Signal and noise for a variable
When considering variation in one variable, the ideas of signal and noise are better explained in terms of explained and unexplained variation.
The ideas of explained and unexplained variation are appropriate to most data sets, whether they arise from experiments or surveys.
Data sets where all variation is unexplained
In some data sets, none of the variation in the variable of interest can be explained in terms of other variables that have been recorded.
Strength measurements
In an ergonomic study involving a group of 41 male students from the University of Hong Kong, each student was asked to exert maximum upward force on a horizontal bar which was close to floor level, with his feet 400mm away from the bar. The force, averaged over a 5-second period, is called the 'maximum voluntary isometric strength' (MVIS) and is shown below in kilograms.
MVIS (kg) | ||||
---|---|---|---|---|
33 16 35 33 47 40 18 54 18 |
44 21 29 12 12 26 10 12 |
20 31 12 19 36 23 22 20 |
15 15 16 20 13 25 26 41 |
14 20 22 19 18 23 26 19 |
There is considerable variation in these strength measurements. Although some of this variability will undoubtedly be associated with other physical characteristics of the students, no other measurements were taken from the students. For a statistical analysis of these data, we have no choice but to treat all variation in these data as 'unexplained'.
Data sets with explained and unexplained variation
In other data sets, some of the variation in the variable of interest can be explained in terms of other variables whose values are available, but part of the variation remains unexplained.
A statistical analysis often separates and describes these two components of the variation. Both provide useful information.
Experiment: Surface finish from lathe
A mechanical engineer is investigating the surface finish of metal parts produced on a lathe and its relationship to the speed (in RPM) of the lathe. Twenty parts were produced at different lathe speeds and using two different types of cutting tool (code numbers 302 and 416).
Surface finish | RPM | Type of cutting tool |
---|---|---|
45.44 42.03 50.10 48.75 47.92 47.79 52.26 50.52 45.58 44.78 33.50 31.23 37.52 37.13 34.70 33.92 32.13 35.47 33.49 32.29 |
225 200 250 245 235 237 265 259 221 218 224 212 248 260 243 238 224 251 232 216 |
302 302 302 302 302 302 302 302 302 302 416 416 416 416 416 416 416 416 416 416 |
A large part of the variability in surface finish can be explained by differences in RPM and the cutting tool that was used. However some variability in surface finish remains that cannot be explained by these variables — unexplained variation.
Non-experimental data: Alcoholism and strength
Data that were obtained from 50 alcoholic men who were selected from a larger group of alcoholics to be as similar as possible in age and social characteristics.

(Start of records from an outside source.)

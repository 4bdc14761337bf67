use std::rc::Rc;

use crate::{
    core::error::EmptyKeyError,
    graph::Vertex,
    storage::Matches,
};

/// Directed, weighted connection between two vertices, identified by their
/// keys. An edge never owns its endpoints.
///
/// Creating an edge does not check that the endpoints exist anywhere, this is
/// done when the edge is added to a graph. From then on the endpoint keys are
/// shared with the graph's vertex table.
#[derive(Debug, Clone, PartialEq)]
pub struct Edge<W = f64> {
    src: Rc<str>,
    dest: Rc<str>,
    weight: W,
}

impl<W> Edge<W> {
    pub fn new<V>(src: &Vertex<V, W>, dest: &Vertex<V, W>, weight: W) -> Self {
        Self {
            src: src.key_handle(),
            dest: dest.key_handle(),
            weight,
        }
    }

    pub fn between(src: &str, dest: &str, weight: W) -> Result<Self, EmptyKeyError> {
        if src.is_empty() || dest.is_empty() {
            return Err(EmptyKeyError);
        }

        Ok(Self {
            src: Rc::from(src),
            dest: Rc::from(dest),
            weight,
        })
    }

    pub fn src(&self) -> &str {
        &self.src
    }

    pub fn dest(&self) -> &str {
        &self.dest
    }

    pub fn weight(&self) -> &W {
        &self.weight
    }

    pub fn weight_mut(&mut self) -> &mut W {
        &mut self.weight
    }

    pub fn into_weight(self) -> W {
        self.weight
    }

    pub(crate) fn src_key(&self) -> &Rc<str> {
        &self.src
    }

    pub(crate) fn dest_key(&self) -> &Rc<str> {
        &self.dest
    }

    /// Points the endpoints at the graph's stored keys.
    pub(crate) fn rebind(&mut self, src: Rc<str>, dest: Rc<str>) {
        debug_assert_eq!(self.src, src);
        debug_assert_eq!(self.dest, dest);

        self.src = src;
        self.dest = dest;
    }
}

impl<W> Matches<str> for Edge<W> {
    fn matches(&self, key: &str) -> bool {
        &*self.dest == key
    }
}

#[cfg(test)]
mod tests {
    use super::*;

    use assert_matches::assert_matches;

    #[test]
    fn new_captures_keys() {
        let a = Vertex::<(), i32>::new((), "a").unwrap();
        let b = Vertex::<(), i32>::new((), "b").unwrap();

        let edge = Edge::new(&a, &b, 3);

        assert_eq!(edge.src(), "a");
        assert_eq!(edge.dest(), "b");
        assert_eq!(edge.weight(), &3);
    }

    #[test]
    fn between_rejects_empty_keys() {
        assert_matches!(Edge::between("", "b", 1.0), Err(EmptyKeyError));
        assert_matches!(Edge::between("a", "", 1.0), Err(EmptyKeyError));
        assert_matches!(Edge::between("a", "b", 1.0), Ok(_));
    }

    #[test]
    fn matches_destination_only() {
        let edge = Edge::between("a", "b", 1.0).unwrap();

        assert!(edge.matches("b"));
        assert!(!edge.matches("a"));
    }

    #[test]
    fn weight_access() {
        let mut edge = Edge::between("a", "b", 1.0).unwrap();
        *edge.weight_mut() = 2.5;

        assert_eq!(edge.into_weight(), 2.5);
    }
}
/// Sizing parameters of the vertex table.
#[derive(Debug, Clone, Copy, PartialEq)]
pub struct TableConfig {
    initial_capacity: usize,
    max_load_factor: f64,
}

impl TableConfig {
    pub const MIN_CAPACITY: usize = 8;
    /// Upper bound of the initial capacity. Tables grow past it on demand.
    pub const MAX_INITIAL_CAPACITY: usize = 1 << 16;
    pub const DEFAULT_MAX_LOAD_FACTOR: f64 = 0.75;

    /// The slot count derived from it is clamped to
    /// `MIN_CAPACITY..=MAX_INITIAL_CAPACITY`.
    pub fn initial_capacity(self, value: usize) -> Self {
        Self {
            initial_capacity: value,
            ..self
        }
    }

    /// Occupied plus tombstoned slots may fill at most this fraction of the
    /// table before it grows. Clamped to `0.1..=0.95`, NaN and infinities
    /// select the default.
    pub fn max_load_factor(self, value: f64) -> Self {
        let value = if value.is_finite() {
            value.clamp(0.1, 0.95)
        } else {
            Self::DEFAULT_MAX_LOAD_FACTOR
        };

        Self {
            max_load_factor: value,
            ..self
        }
    }

    /// Number of slots actually allocated for the configured capacity.
    pub fn slot_count(&self) -> usize {
        self.initial_capacity
            .clamp(Self::MIN_CAPACITY, Self::MAX_INITIAL_CAPACITY)
            .next_power_of_two()
    }

    pub fn load_factor(&self) -> f64 {
        self.max_load_factor
    }
}

impl Default for TableConfig {
    fn default() -> Self {
        Self {
            initial_capacity: Self::MIN_CAPACITY,
            max_load_factor: Self::DEFAULT_MAX_LOAD_FACTOR,
        }
    }
}

#[cfg(test)]
mod tests {
    use super::*;

    #[test]
    fn slot_count_is_power_of_two() {
        assert_eq!(TableConfig::default().slot_count(), 8);
        assert_eq!(TableConfig::default().initial_capacity(0).slot_count(), 8);
        assert_eq!(TableConfig::default().initial_capacity(9).slot_count(), 16);
        assert_eq!(TableConfig::default().initial_capacity(64).slot_count(), 64);
    }

    #[test]
    fn slot_count_is_capped() {
        assert_eq!(
            TableConfig::default().initial_capacity(usize::MAX).slot_count(),
            TableConfig::MAX_INITIAL_CAPACITY
        );
        assert_eq!(
            TableConfig::default()
                .initial_capacity(TableConfig::MAX_INITIAL_CAPACITY + 1)
                .slot_count(),
            TableConfig::MAX_INITIAL_CAPACITY
        );
    }

    #[test]
    fn load_factor_is_clamped() {
        assert_eq!(TableConfig::default().max_load_factor(2.0).load_factor(), 0.95);
        assert_eq!(TableConfig::default().max_load_factor(0.0).load_factor(), 0.1);
        assert_eq!(
            TableConfig::default().max_load_factor(f64::NAN).load_factor(),
            TableConfig::DEFAULT_MAX_LOAD_FACTOR
        );
        assert_eq!(
            TableConfig::default()
                .max_load_factor(f64::INFINITY)
                .load_factor(),
            TableConfig::DEFAULT_MAX_LOAD_FACTOR
        );
    }
}
//! Engine error type.
//!
//! Out-of-range numbers are clamped and never reach this type. What remains
//! is either a value the schema cannot interpret or a lookup by an id that
//! does not exist, which is a programming error in the host.
use thiserror::Error;

#[derive(Debug, Clone, PartialEq, Error)]
pub enum EngineError {
    /// A value cannot be interpreted in its parameter's domain.
    #[error("{parameter}: {reason}")]
    OutOfDomain { parameter: String, reason: String },

    #[error("unknown calculator id: {0}")]
    UnknownCalculatorId(String),

    #[error("unknown parameter id: {0}")]
    UnknownParameterId(String),

    /// Bracket ceilings must strictly increase and grants strictly decrease.
    #[error("invalid bracket table: {0}")]
    InvalidBracketTable(String),

    /// A parameter declaration is inconsistent: empty range, start value
    /// outside its domain, or a derived bound with no usable source.
    #[error("invalid parameter {parameter}: {reason}")]
    InvalidParameter { parameter: String, reason: String },

    #[error("invalid validation pattern for {parameter}: {reason}")]
    InvalidPattern { parameter: String, reason: String },

    #[error("configuration error: {0}")]
    Config(String),
}

impl EngineError {
    pub(crate) fn out_of_domain(parameter: &str, reason: impl Into<String>) -> Self {
        Self::OutOfDomain {
            parameter: parameter.to_string(),
            reason: reason.into(),
        }
    }
}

The researchers estimated the total lifetime alcohol consumption (kg per kg body weight) of each individual and measured the strength of a muscle (kg) in that individual's non-dominant arm.
Alcohol | Strength | Alcohol | Strength | Alcohol | Strength | |||||
---|---|---|---|---|---|---|---|---|---|---|
1 2 3 4 5 6 7 8 9 10 11 12 13 14 15 16 17 |
3.5 4.0 5.2 5.2 7.4 9.4 9.7 9.8 10.8 11.1 11.7 12.5 12.6 13.2 13.5 13.7 14.0 |
22.3 20.9 20.9 28.2 29.5 28.2 23.9 22.1 25.1 24.0 20.9 20.9 26.2 15.5 28.4 20.9 21.8 |
18 19 20 21 22 23 24 25 26 27 28 29 30 31 32 33 34 |
14.0 14.8 15.7 17.4 17.5 17.7 18.2 18.3 18.9 19.1 19.1 19.7 20.0 22.6 22.8 27.7 28.3 |
25.1 15.5 20.9 20.9 25.1 19.1 12.2 22.2 21.1 17.9 28.2 22.2 21.1 26.3 18.8 18.2 16.2 |
35 36 37 38 39 40 41 42 43 44 45 46 47 48 49 50 |
28.3 28.6 29.2 29.8 30.8 32.3 32.5 32.9 34.5 34.5 36.2 39.5 39.7 39.7 40.3 40.8 |
19.3 15.2 13.1 23.3 15.2 21.2 14.0 24.1 15.2 16.2 10.0 10.8 10.0 15.5 16.2 18.2 |
(Note that the data matrix has 50 rows and 2 columns — it has been split here to fit better on the screen. Note also that the rows of the data matrix — individuals — have been sorted into order of lifetime alcohol consumption. Any ordering of the individuals is equally valid.)
Some of the variation in strength can be explained by the different amounts of alcohol consumed by these men — there is a tendency for those with low alcohol consumption to be stronger. However there is a lot of variation in strength that cannot be explained by differences in alcohol consumption.